◆ PROBLEM ◆
Only these lines of the data below are wanted: the one with "world_x: x as", the one with "use crate::game::player::Player;", and any lines between them, each repeated exactly.

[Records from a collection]
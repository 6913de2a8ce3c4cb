use std::collections::HashMap;

use crate::engine::clock::Accumulator;
use crate::game::config::GameConfig;
use crate::game::level::{LaneId, LevelWindow};

/// Exact wraparound: leaving one side re-enters at the opposite bound.
pub fn wrap_position(x: f32, bound: f32) -> f32 {
    if x > bound {
        -bound
    } else if x < -bound {
        bound
    } else {
        x
    }
}

/// Moves cars and logs every frame and commits their positions to the level at a throttled
/// cadence. Between commits the visual positions run ahead of the committed ones.
pub struct TrafficSim {
    visual: HashMap<LaneId, Vec<f32>>,
    commit_timer: Accumulator,
    clock: f32,
}

impl TrafficSim {
    pub fn new(config: &GameConfig) -> Self {
        TrafficSim {
            visual: HashMap::new(),
            commit_timer: Accumulator::new(config.commit_interval),
            clock: 0.0,
        }
    }

    pub fn reset(&mut self) {
        self.visual.clear();
        self.commit_timer.reset();
        self.clock = 0.0;
    }

    pub fn advance(&mut self, config: &GameConfig, level: &mut LevelWindow, dt: f32) {
        self.clock += dt;
        let bound = config.wrap_bound();

        self.visual.retain(|id, _| level.lane_by_id(*id).is_some());
        for lane in level.lanes() {
            if !lane.objects.iter().any(|o| o.is_moving()) {
                continue;
            }
            let positions = self
                .visual
                .entry(lane.id)
                .or_insert_with(|| lane.objects.iter().map(|o| o.world_x).collect());
            for (x, object) in positions.iter_mut().zip(&lane.objects) {
                *x = wrap_position(*x + object.velocity() * dt, bound);
            }
        }

        if self.commit_timer.tick(dt) > 0 {
            for (lane_id, positions) in &self.visual {
                for (index, x) in positions.iter().enumerate() {
                    level.commit_object_position(*lane_id, index, *x);
                }
            }
        }
    }

    pub fn visual_x(&self, lane_id: LaneId, index: usize) -> Option<f32> {
        self.visual.get(&lane_id).and_then(|p| p.get(index)).copied()
    }

    pub fn bob_offset(&self, config: &GameConfig) -> f32 {
        (2.0 * std::f32::consts::PI * self.clock / config.bob_period).sin() * config.bob_amplitude
    }
}
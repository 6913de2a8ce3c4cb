pub mod collision;
pub mod config;
pub mod geometry;
pub mod level;
pub mod player;
pub mod snapshot;
pub mod traffic;

use rand::rngs::SmallRng;
use rand::SeedableRng;
use serde::Serialize;

use crate::engine::clock::{FrameCounter, SessionTimer};
use crate::engine::input::Command;
use crate::engine::storage::ScoreStore;
use collision::{Hazard, HazardSampler};
use config::GameConfig;
use level::{LevelWindow, ObjectKind};
use player::{MoveDirection, MoveOutcome, Player, StepEvent};
use snapshot::{DebugFlags, LaneSnapshot, ObjectSnapshot, PlayerSnapshot, Snapshot};
use traffic::TrafficSim;

#[derive(Serialize, Clone, Copy, Debug, PartialEq, Eq)]
pub enum GameState {
    Menu,
    Playing,
    Paused,
    GameOver,
}

/// One game session: the level window, the player, moving traffic and the score, driven
/// by `tick` once per rendered frame.
pub struct Game {
    config: GameConfig,
    state: GameState,
    score: u32,
    high_score: u32,
    level: LevelWindow,
    player: Player,
    traffic: TrafficSim,
    hazards: HazardSampler,
    timer: SessionTimer,
    frames: FrameCounter,
    debug: DebugFlags,
    last_hazard: Option<Hazard>,
    store: Box<dyn ScoreStore>,
    rng: SmallRng,
}

impl Game {
    pub fn new(config: GameConfig, store: Box<dyn ScoreStore>, seed: u64) -> Self {
        let mut rng = SmallRng::seed_from_u64(seed);
        let level = LevelWindow::initialize(&config, &mut rng);
        let high_score = load_high_score(store.as_ref());

        Game {
            traffic: TrafficSim::new(&config),
            hazards: HazardSampler::new(&config),
            config,
            state: GameState::Menu,
            score: 0,
            high_score,
            level,
            player: Player::new(Default::default()),
            timer: SessionTimer::default(),
            frames: FrameCounter::default(),
            debug: DebugFlags::default(),
            last_hazard: None,
            store,
            rng,
        }
    }

    pub fn state(&self) -> GameState {
        self.state
    }

    pub fn score(&self) -> u32 {
        self.score
    }

    pub fn high_score(&self) -> u32 {
        self.high_score
    }

    pub fn game_time(&self) -> u32 {
        self.timer.seconds()
    }

    pub fn last_hazard(&self) -> Option<Hazard> {
        self.last_hazard
    }

    pub fn config(&self) -> &GameConfig {
        &self.config
    }

    pub fn level(&self) -> &LevelWindow {
        &self.level
    }

    pub fn player(&self) -> &Player {
        &self.player
    }

    pub fn traffic(&self) -> &TrafficSim {
        &self.traffic
    }

    pub fn debug(&self) -> DebugFlags {
        self.debug
    }

    pub fn toggle_grid(&mut self) {
        self.debug.grid = !self.debug.grid;
    }

    pub fn toggle_axes(&mut self) {
        self.debug.axes = !self.debug.axes;
    }

    pub fn toggle_free_camera(&mut self) {
        self.debug.free_camera = !self.debug.free_camera;
    }

    pub fn set_god_mode(&mut self, enabled: bool) {
        self.debug.god_mode = enabled;
        log::info!("god mode {}", if enabled { "on" } else { "off" });
    }

    pub fn handle_command(&mut self, command: Command) {
        match (self.state, command) {
            (GameState::Menu, Command::Confirm) => self.start(),
            (GameState::Menu, Command::Left) => self.player.model = self.player.model.previous(),
            (GameState::Menu, Command::Right) => self.player.model = self.player.model.next(),
            (GameState::Playing, Command::Forward) => self.move_player(MoveDirection::Forward),
            (GameState::Playing, Command::Left) => self.move_player(MoveDirection::Left),
            (GameState::Playing, Command::Right) => self.move_player(MoveDirection::Right),
            (GameState::Playing, Command::Pause) => self.pause(),
            (GameState::Paused, Command::Pause | Command::Confirm) => self.resume(),
            (GameState::GameOver, Command::Confirm) => self.restart(),
            (_, Command::Restart) => self.restart(),
            (_, Command::Escape) => self.return_to_menu(),
            _ => {}
        }
    }

    pub fn start(&mut self) {
        if self.state == GameState::Menu {
            self.begin_session();
        }
    }

    pub fn restart(&mut self) {
        if self.state != GameState::Menu {
            self.begin_session();
        }
    }

    pub fn pause(&mut self) {
        if self.state == GameState::Playing {
            self.timer.stop();
            self.state = GameState::Paused;
            log::info!("paused at {}s", self.timer.seconds());
        }
    }

    pub fn resume(&mut self) {
        if self.state == GameState::Paused {
            self.timer.resume();
            self.state = GameState::Playing;
            log::info!("resumed");
        }
    }

    pub fn return_to_menu(&mut self) {
        if self.state == GameState::Menu {
            return;
        }
        self.timer.stop();
        self.frames.reset();
        self.state = GameState::Menu;
        log::info!("back to menu");
    }

    fn begin_session(&mut self) {
        self.level = LevelWindow::initialize(&self.config, &mut self.rng);
        self.player.reset();
        self.traffic.reset();
        self.hazards.reset();
        self.frames.reset();
        self.score = 0;
        self.last_hazard = None;
        self.high_score = load_high_score(self.store.as_ref());
        self.timer.start();
        self.state = GameState::Playing;
        log::info!("session started, high score {}", self.high_score);
    }

    fn end_session(&mut self, hazard: Hazard) {
        self.timer.stop();
        self.frames.reset();
        self.last_hazard = Some(hazard);
        if self.score > self.high_score {
            self.high_score = self.score;
            match self.store.save(self.score) {
                Ok(()) => log::info!("new high score {}", self.score),
                Err(e) => log::warn!("could not persist high score {}: {}", self.score, e),
            }
        }
        self.state = GameState::GameOver;
        log::info!(
            "game over ({:?}) with score {} after {}s",
            hazard,
            self.score,
            self.timer.seconds()
        );
    }

    fn move_player(&mut self, direction: MoveDirection) {
        let outcome = self.player.request_move(direction, &self.config, &self.level);
        if outcome == MoveOutcome::Moving && direction == MoveDirection::Forward {
            self.level.add_lane_ahead(&self.config, &mut self.rng);
            self.score += 1;
        }
    }

    pub fn tick(&mut self, dt: f32) {
        if self.state != GameState::Playing {
            return;
        }
        let dt = dt.clamp(0.0, self.config.max_frame_dt);
        self.frames.record(dt);
        self.timer.advance(dt);
        self.traffic.advance(&self.config, &mut self.level, dt);

        if let Some(StepEvent::MoveFinished(MoveDirection::Forward)) =
            self.player.update(dt, &self.config, &self.level)
        {
            self.level.remove_lane_behind();
        }

        let hazard = self
            .hazards
            .sample(dt, &self.config, &self.level, &self.player, self.debug.god_mode);
        if let Some(hazard) = hazard {
            self.end_session(hazard);
        }
    }

    pub fn snapshot(&self) -> Snapshot {
        let bob = self.traffic.bob_offset(&self.config);
        let lanes = self
            .level
            .lanes()
            .map(|lane| LaneSnapshot {
                id: lane.id,
                lane_type: lane.lane_type,
                y_index: lane.y_index,
                objects: lane
                    .objects
                    .iter()
                    .enumerate()
                    .map(|(index, object)| ObjectSnapshot {
                        kind: object.kind,
                        x_index: object.x_index,
                        x: self.traffic.visual_x(lane.id, index).unwrap_or(object.world_x),
                        committed_x: object.world_x,
                        z: if object.kind == ObjectKind::Log { bob } else { 0.0 },
                        direction: object.direction,
                        color: object.color,
                    })
                    .collect(),
            })
            .collect();

        let player = &self.player;
        Snapshot {
            state: self.state,
            score: self.score,
            high_score: self.high_score,
            game_time: self.timer.seconds(),
            fps: self.frames.fps(),
            last_hazard: self.last_hazard,
            player: PlayerSnapshot {
                x: player.position.x,
                y: player.position.y,
                z: player.position.z,
                model: player.model,
                is_moving: player.is_moving,
                is_bouncing: player.is_bouncing,
                animation_progress: player.animation_progress,
                bounce_direction: player.bounce_direction,
                is_on_log: player.is_on_log(),
            },
            lanes,
            debug: self.debug,
        }
    }
}

fn load_high_score(store: &dyn ScoreStore) -> u32 {
    match store.load() {
        Ok(score) => score,
        Err(e) => {
            log::warn!("high score unavailable, assuming 0: {}", e);
            0
        }
    }
}
pub mod engine;
pub mod game;

use wasm_bindgen::prelude::*;
use wasm_bindgen::JsCast;
use wasm_bindgen_futures::JsFuture;
use web_sys::{KeyboardEvent, Request, RequestInit, RequestMode, Response, Window};
use std::cell::RefCell;
use std::rc::Rc;
use crate::engine::input::{Command, EdgeDetector, InputState};
use crate::engine::storage::{BrowserStore, NoStore, ScoreStore};
use crate::game::config::GameConfig;
use crate::game::Game;

struct App {
    game: Game,
    input: InputState,
    edges: EdgeDetector,
    last_frame_ms: Option<f64>,
}

impl App {
    fn frame(&mut self, now_ms: f64) {
        let dt = self
            .last_frame_ms
            .map_or(0.0, |last| ((now_ms - last) / 1000.0) as f32);
        self.last_frame_ms = Some(now_ms);

        for command in self.edges.poll(&mut self.input) {
            self.game.handle_command(command);
        }
        self.game.tick(dt);
    }
}

thread_local! {
    static APP: RefCell<Option<App>> = RefCell::new(None);
}

fn with_app(f: impl FnOnce(&mut App)) {
    APP.with(|app| {
        if let Some(app) = app.borrow_mut().as_mut() {
            f(app);
        }
    });
}

#[wasm_bindgen]
pub async fn init_game() -> Result<(), JsValue> {
    console_error_panic_hook::set_once();
    if console_log::init_with_level(log::Level::Info).is_err() {
        log::warn!("logger already initialized");
    }

    let window = web_sys::window().ok_or("No window")?;

    let config = match fetch_config(&window).await {
        Ok(config) => config,
        Err(e) => {
            log::warn!("using default config: {:?}", e);
            GameConfig::default()
        }
    };

    let store: Box<dyn ScoreStore> = match BrowserStore::open(&config.storage_key) {
        Ok(store) => Box::new(store),
        Err(e) => {
            log::warn!("high score will not persist: {}", e);
            Box::new(NoStore)
        }
    };

    let seed = (js_sys::Math::random() * u32::MAX as f64) as u64;
    let game = Game::new(config, store, seed);
    APP.with(|app| {
        *app.borrow_mut() = Some(App {
            game,
            input: InputState::default(),
            edges: EdgeDetector::default(),
            last_frame_ms: None,
        })
    });

    // Input handling
    let keydown = Closure::wrap(Box::new(move |event: KeyboardEvent| {
        if let Some(command) = Command::from_key(&event.key()) {
            with_app(|app| app.input.set(command, true));
            event.prevent_default();
        }
    }) as Box<dyn FnMut(_)>);
    window.add_event_listener_with_callback("keydown", keydown.as_ref().unchecked_ref())?;
    keydown.forget();

    let keyup = Closure::wrap(Box::new(move |event: KeyboardEvent| {
        if let Some(command) = Command::from_key(&event.key()) {
            with_app(|app| app.input.set(command, false));
        }
    }) as Box<dyn FnMut(_)>);
    window.add_event_listener_with_callback("keyup", keyup.as_ref().unchecked_ref())?;
    keyup.forget();

    // Keys released while unfocused never send keyup
    let blur = Closure::wrap(Box::new(move || {
        with_app(|app| {
            app.input.release_all();
            app.game.pause();
        });
    }) as Box<dyn FnMut()>);
    window.add_event_listener_with_callback("blur", blur.as_ref().unchecked_ref())?;
    blur.forget();

    // Game loop
    let f = Rc::new(RefCell::new(None));
    let g = f.clone();

    *g.borrow_mut() = Some(Closure::wrap(Box::new(move || {
        let now = now_ms();
        with_app(|app| app.frame(now));
        if let Some(callback) = f.borrow().as_ref() {
            request_animation_frame(callback);
        }
    }) as Box<dyn FnMut()>));

    if let Some(callback) = g.borrow().as_ref() {
        request_animation_frame(callback);
    }

    log::info!("froggy road ready");
    Ok(())
}

async fn fetch_config(window: &Window) -> Result<GameConfig, JsValue> {
    let opts = RequestInit::new();
    opts.set_method("GET");
    opts.set_mode(RequestMode::Cors);

    let request = Request::new_with_str_and_init("/assets/config.json", &opts)?;
    let resp: Response = JsFuture::from(window.fetch_with_request(&request)).await?.dyn_into()?;
    if !resp.ok() {
        return Err(JsValue::from_str(&format!("config request returned {}", resp.status())));
    }
    let json = JsFuture::from(resp.json()?).await?;
    let config: GameConfig = serde_wasm_bindgen::from_value(json)?;
    config.validate().map_err(|e| JsValue::from_str(&e.to_string()))?;
    Ok(config)
}

fn now_ms() -> f64 {
    web_sys::window()
        .and_then(|w| w.performance())
        .map_or(0.0, |p| p.now())
}

fn request_animation_frame(f: &Closure<dyn FnMut()>) {
    let requested = web_sys::window()
        .map(|w| w.request_animation_frame(f.as_ref().unchecked_ref()));
    if let Some(Err(e)) = requested {
        log::error!("requestAnimationFrame failed: {:?}", e);
    }
}

fn dispatch(command: Command) {
    with_app(|app| app.game.handle_command(command));
}

#[wasm_bindgen]
pub fn touch_left() {
    dispatch(Command::Left);
}

#[wasm_bindgen]
pub fn touch_right() {
    dispatch(Command::Right);
}

#[wasm_bindgen]
pub fn touch_forward() {
    dispatch(Command::Forward);
}

#[wasm_bindgen]
pub fn touch_restart() {
    dispatch(Command::Restart);
}

#[wasm_bindgen]
pub fn press_pause() {
    dispatch(Command::Pause);
}

#[wasm_bindgen]
pub fn press_confirm() {
    dispatch(Command::Confirm);
}

#[wasm_bindgen]
pub fn press_escape() {
    dispatch(Command::Escape);
}

#[wasm_bindgen]
pub fn toggle_grid() {
    with_app(|app| app.game.toggle_grid());
}

#[wasm_bindgen]
pub fn toggle_axes() {
    with_app(|app| app.game.toggle_axes());
}

#[wasm_bindgen]
pub fn toggle_free_camera() {
    with_app(|app| app.game.toggle_free_camera());
}

#[wasm_bindgen]
pub fn toggle_god_mode() {
    with_app(|app| {
        let enabled = !app.game.debug().god_mode;
        app.game.set_god_mode(enabled);
    });
}

#[wasm_bindgen]
pub fn snapshot() -> Result<JsValue, JsValue> {
    APP.with(|app| match app.borrow().as_ref() {
        Some(app) => serde_wasm_bindgen::to_value(&app.game.snapshot()).map_err(Into::into),
        None => Ok(JsValue::NULL),
    })
}
fn populate<R: Rng + ?Sized>(
    config: &GameConfig,
    lane_type: LaneType,
    rng: &mut R,
) -> Vec<LaneObject> {
    match lane_type {
        LaneType::Grass => populate_grass(config, rng),
        LaneType::Water => populate_water(config, rng),
        LaneType::Road => populate_road(config, rng),
    }
}

fn populate_grass<R: Rng + ?Sized>(config: &GameConfig, rng: &mut R) -> Vec<LaneObject> {
    let mut trees = Vec::new();
    for x in config.min_tile_index..=config.max_tile_index {
        let distance = x.abs();
        let chance = if distance <= config.safe_clear_half_width {
            continue;
        } else if distance <= config.safe_zone_half_width {
            config.safe_zone_tree_chance
        } else {
            config.tree_density
        };
        if rng.gen_bool(chance.clamp(0.0, 1.0)) {
            trees.push(LaneObject::tree(x, config.tile_size));
        }
    }
    trees
}

fn random_direction<R: Rng + ?Sized>(rng: &mut R) -> f32 {
    if rng.gen_bool(0.5) { 1.0 } else { -1.0 }
}

fn populate_water<R: Rng + ?Sized>(config: &GameConfig, rng: &mut R) -> Vec<LaneObject> {
    let direction = random_direction(rng);
    let mut logs = Vec::new();
    let mut x = config.min_tile_index;
    while x <= config.max_tile_index {
        if rng.gen_bool(config.log_chance.clamp(0.0, 1.0)) {
            logs.push(LaneObject {
                x_index: x,
                kind: ObjectKind::Log,
                world_x: x as f32 * config.tile_size,
                speed: config.log_speed,
                direction,
                color: None,
            });
        }
        x += config.log_slot_spacing;
    }
    logs
}

fn populate_road<R: Rng + ?Sized>(config: &GameConfig, rng: &mut R) -> Vec<LaneObject> {
    let direction = random_direction(rng);
    let count = rng.gen_range(config.min_cars..=config.max_cars);
    let width = config.lane_width();
    let spacing = width / count as f32;

    (0..count)
        .map(|i| {
            let world_x = -width / 2.0 + (i as f32 + 0.5) * spacing;
            let color = CAR_COLORS[rng.gen_range(0..CAR_COLORS.len())];
            LaneObject {
                x_index: config.column_of(world_x),
                kind: ObjectKind::Car,
                world_x,
                speed: config.car_speed,
                direction,
                color: Some(color),
            }
        })
        .collect()
}

/// The sliding set of active lanes, ordered by `y_index` with no gaps.
#[derive(Clone, Debug)]
pub struct LevelWindow {
    lanes: VecDeque<Lane>,
    next_id: LaneId,
    counts: RunCounts,
}
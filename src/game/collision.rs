use nalgebra::Point2;
use serde::Serialize;

use crate::engine::clock::Accumulator;
use crate::game::config::{Footprint, GameConfig};
use crate::game::geometry::Aabb;
use crate::game::level::{LaneId, LaneObject, LaneType, LevelWindow, ObjectKind};
use crate::game::player::Player;

#[derive(Serialize, Clone, Copy, Debug, PartialEq, Eq)]
pub enum Hazard {
    Car,
    Drowned,
}

fn footprint_of(config: &GameConfig, kind: ObjectKind) -> Footprint {
    match kind {
        ObjectKind::Tree => config.tree_footprint,
        ObjectKind::Car => config.car_footprint,
        ObjectKind::Log => config.log_footprint,
    }
}

pub fn player_box(config: &GameConfig, center: Point2<f32>) -> Aabb {
    Aabb::from_center(center, config.player_footprint)
}

pub fn object_box(config: &GameConfig, object: &LaneObject, y_index: i32) -> Aabb {
    let center = Point2::new(object.world_x, y_index as f32 * config.tile_size);
    Aabb::from_center(center, footprint_of(config, object.kind))
}

fn neighbour_rows(row: i32) -> impl Iterator<Item = i32> {
    row - 1..=row + 1
}

pub fn is_blocked(config: &GameConfig, level: &LevelWindow, target: Point2<f32>) -> bool {
    let subject = player_box(config, target);
    neighbour_rows(config.row_of(target.y))
        .filter_map(|row| level.lane_at(row))
        .filter(|lane| lane.lane_type == LaneType::Grass)
        .any(|lane| {
            lane.objects
                .iter()
                .filter(|o| o.kind == ObjectKind::Tree)
                .any(|tree| subject.intersects(&object_box(config, tree, lane.y_index)))
        })
}

/// First log in the player's own row that covers at least `mount_threshold` of the
/// player's footprint. Returns the lane id, object index and committed x of that log.
pub fn find_supporting_log(
    config: &GameConfig,
    level: &LevelWindow,
    center: Point2<f32>,
) -> Option<(LaneId, usize, f32)> {
    let lane = level.lane_at(config.row_of(center.y))?;
    if lane.lane_type != LaneType::Water {
        return None;
    }
    let subject = player_box(config, center);
    lane.objects
        .iter()
        .enumerate()
        .filter(|(_, o)| o.kind == ObjectKind::Log)
        .find(|(_, log)| {
            subject.overlap_ratio(&object_box(config, log, lane.y_index)) >= config.mount_threshold
        })
        .map(|(index, log)| (lane.id, index, log.world_x))
}

/// Fatal conditions for a stationary player. God mode suppresses all of them.
pub fn check_hazards(
    config: &GameConfig,
    level: &LevelWindow,
    player: &Player,
    god_mode: bool,
) -> Option<Hazard> {
    if god_mode {
        return None;
    }
    let center = player.ground_position();
    let row = config.row_of(center.y);
    let subject = player_box(config, center);

    let hit = neighbour_rows(row)
        .filter_map(|r| level.lane_at(r))
        .filter(|lane| lane.lane_type == LaneType::Road)
        .any(|lane| {
            lane.objects
                .iter()
                .filter(|o| o.kind == ObjectKind::Car)
                .any(|car| subject.intersects(&object_box(config, car, lane.y_index)))
        });
    if hit {
        return Some(Hazard::Car);
    }

    match level.lane_at(row) {
        Some(lane) if lane.lane_type == LaneType::Water && !player.is_on_log() => {
            Some(Hazard::Drowned)
        }
        _ => None,
    }
}

/// Runs the hazard check on a fixed interval of accumulated frame time, skipping samples
/// while the player is mid-move or mid-bounce.
pub struct HazardSampler {
    timer: Accumulator,
}

impl HazardSampler {
    pub fn new(config: &GameConfig) -> Self {
        HazardSampler { timer: Accumulator::new(config.hazard_interval) }
    }

    pub fn reset(&mut self) {
        self.timer.reset();
    }

    pub fn sample(
        &mut self,
        dt: f32,
        config: &GameConfig,
        level: &LevelWindow,
        player: &Player,
        god_mode: bool,
    ) -> Option<Hazard> {
        if self.timer.tick(dt) == 0 || player.is_busy() {
            return None;
        }
        check_hazards(config, level, player, god_mode)
    }
}

#[cfg(test)]
mod tests {
    use super::*;
    use crate::game::level::Lane;
    use crate::game::player::{CharacterModel, LogBinding};

    fn object(kind: ObjectKind, x_index: i32, world_x: f32, speed: f32) -> LaneObject {
        LaneObject { x_index, kind, world_x, speed, direction: 1.0, color: None }
    }

    fn car(world_x: f32) -> LaneObject {
        object(ObjectKind::Car, 0, world_x, 3.0)
    }

    fn log(world_x: f32) -> LaneObject {
        object(ObjectKind::Log, 0, world_x, 1.5)
    }

    fn tree(x_index: i32) -> LaneObject {
        object(ObjectKind::Tree, x_index, x_index as f32, 0.0)
    }

    fn lane(id: LaneId, y_index: i32, lane_type: LaneType, objects: Vec<LaneObject>) -> Lane {
        Lane { id, lane_type, y_index, objects }
    }

    #[test]
    fn tree_blocks_its_own_cell_only() {
        let config = GameConfig::default();
        let level = LevelWindow::from_lanes(vec![lane(0, 0, LaneType::Grass, vec![tree(2)])]);
        assert!(is_blocked(&config, &level, Point2::new(2.0, 0.0)));
        assert!(!is_blocked(&config, &level, Point2::new(1.0, 0.0)));
        assert!(!is_blocked(&config, &level, Point2::new(3.0, 0.0)));
    }

    #[test]
    fn car_overlap_is_fatal() {
        let config = GameConfig::default();
        let level = LevelWindow::from_lanes(vec![lane(0, 0, LaneType::Road, vec![car(0.5)])]);
        let player = Player::new(CharacterModel::Frog);
        assert_eq!(check_hazards(&config, &level, &player, false), Some(Hazard::Car));
    }

    #[test]
    fn distant_car_is_harmless() {
        let config = GameConfig::default();
        let level = LevelWindow::from_lanes(vec![lane(0, 0, LaneType::Road, vec![car(5.0)])]);
        let player = Player::new(CharacterModel::Frog);
        assert_eq!(check_hazards(&config, &level, &player, false), None);
    }

    #[test]
    fn god_mode_suppresses_every_hazard() {
        let config = GameConfig::default();
        let road = LevelWindow::from_lanes(vec![lane(0, 0, LaneType::Road, vec![car(0.0)])]);
        let water = LevelWindow::from_lanes(vec![lane(0, 0, LaneType::Water, vec![])]);
        let player = Player::new(CharacterModel::Frog);
        assert_eq!(check_hazards(&config, &road, &player, true), None);
        assert_eq!(check_hazards(&config, &water, &player, true), None);
    }

    #[test]
    fn open_water_drowns() {
        let config = GameConfig::default();
        let level = LevelWindow::from_lanes(vec![lane(0, 0, LaneType::Water, vec![])]);
        let player = Player::new(CharacterModel::Frog);
        assert_eq!(check_hazards(&config, &level, &player, false), Some(Hazard::Drowned));
    }

    #[test]
    fn mounted_player_stays_dry() {
        let config = GameConfig::default();
        let level = LevelWindow::from_lanes(vec![lane(3, 0, LaneType::Water, vec![log(0.0)])]);
        let mut player = Player::new(CharacterModel::Frog);
        player.current_log = Some(LogBinding { lane_id: 3, index: 0, last_x: 0.0 });
        assert_eq!(check_hazards(&config, &level, &player, false), None);

        player.current_log = None;
        assert_eq!(check_hazards(&config, &level, &player, false), Some(Hazard::Drowned));
    }

    #[test]
    fn mount_threshold_is_inclusive() {
        let config = GameConfig::default();
        let level = LevelWindow::from_lanes(vec![lane(4, 0, LaneType::Water, vec![log(0.0)])]);
        // Player box spans 0.625..1.375, log spans -1..1: exactly half the footprint.
        let edge = find_supporting_log(&config, &level, Point2::new(1.0, 0.0));
        assert_eq!(edge, Some((4, 0, 0.0)));
        assert_eq!(find_supporting_log(&config, &level, Point2::new(1.125, 0.0)), None);
    }

    #[test]
    fn logs_only_support_on_water() {
        let config = GameConfig::default();
        let level = LevelWindow::from_lanes(vec![lane(0, 0, LaneType::Grass, vec![])]);
        assert_eq!(find_supporting_log(&config, &level, Point2::new(0.0, 0.0)), None);
    }

    #[test]
    fn sampler_waits_for_interval() {
        let config = GameConfig { hazard_interval: 0.125, ..GameConfig::default() };
        let level = LevelWindow::from_lanes(vec![lane(0, 0, LaneType::Water, vec![])]);
        let player = Player::new(CharacterModel::Frog);
        let mut sampler = HazardSampler::new(&config);
        assert_eq!(sampler.sample(0.0625, &config, &level, &player, false), None);
        let hazard = sampler.sample(0.0625, &config, &level, &player, false);
        assert_eq!(hazard, Some(Hazard::Drowned));
    }
}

◆ SOLUTION FOR THIS PROBLEM ◆
                world_x: x as f32 * config.tile_size,
                speed: config.log_speed,
                direction,
                color: None,
            });
        }
        x += config.log_slot_spacing;
    }
    logs
}

fn populate_road<R: Rng + ?Sized>(config: &GameConfig, rng: &mut R) -> Vec<LaneObject> {
    let direction = random_direction(rng);
    let count = rng.gen_range(config.min_cars..=config.max_cars);
    let width = config.lane_width();
    let spacing = width / count as f32;

    (0..count)
        .map(|i| {
            let world_x = -width / 2.0 + (i as f32 + 0.5) * spacing;
            let color = CAR_COLORS[rng.gen_range(0..CAR_COLORS.len())];
            LaneObject {
                x_index: config.column_of(world_x),
                kind: ObjectKind::Car,
                world_x,
                speed: config.car_speed,
                direction,
                color: Some(color),
            }
        })
        .collect()
}

/// The sliding set of active lanes, ordered by `y_index` with no gaps.
#[derive(Clone, Debug)]
pub struct LevelWindow {
    lanes: VecDeque<Lane>,
    next_id: LaneId,
    counts: RunCounts,
}
filename src/game/collision.rs
use nalgebra::Point2;
use serde::Serialize;

use crate::engine::clock::Accumulator;
use crate::game::config::{Footprint, GameConfig};
use crate::game::geometry::Aabb;
use crate::game::level::{LaneId, LaneObject, LaneType, LevelWindow, ObjectKind};
use crate::game::player::Player;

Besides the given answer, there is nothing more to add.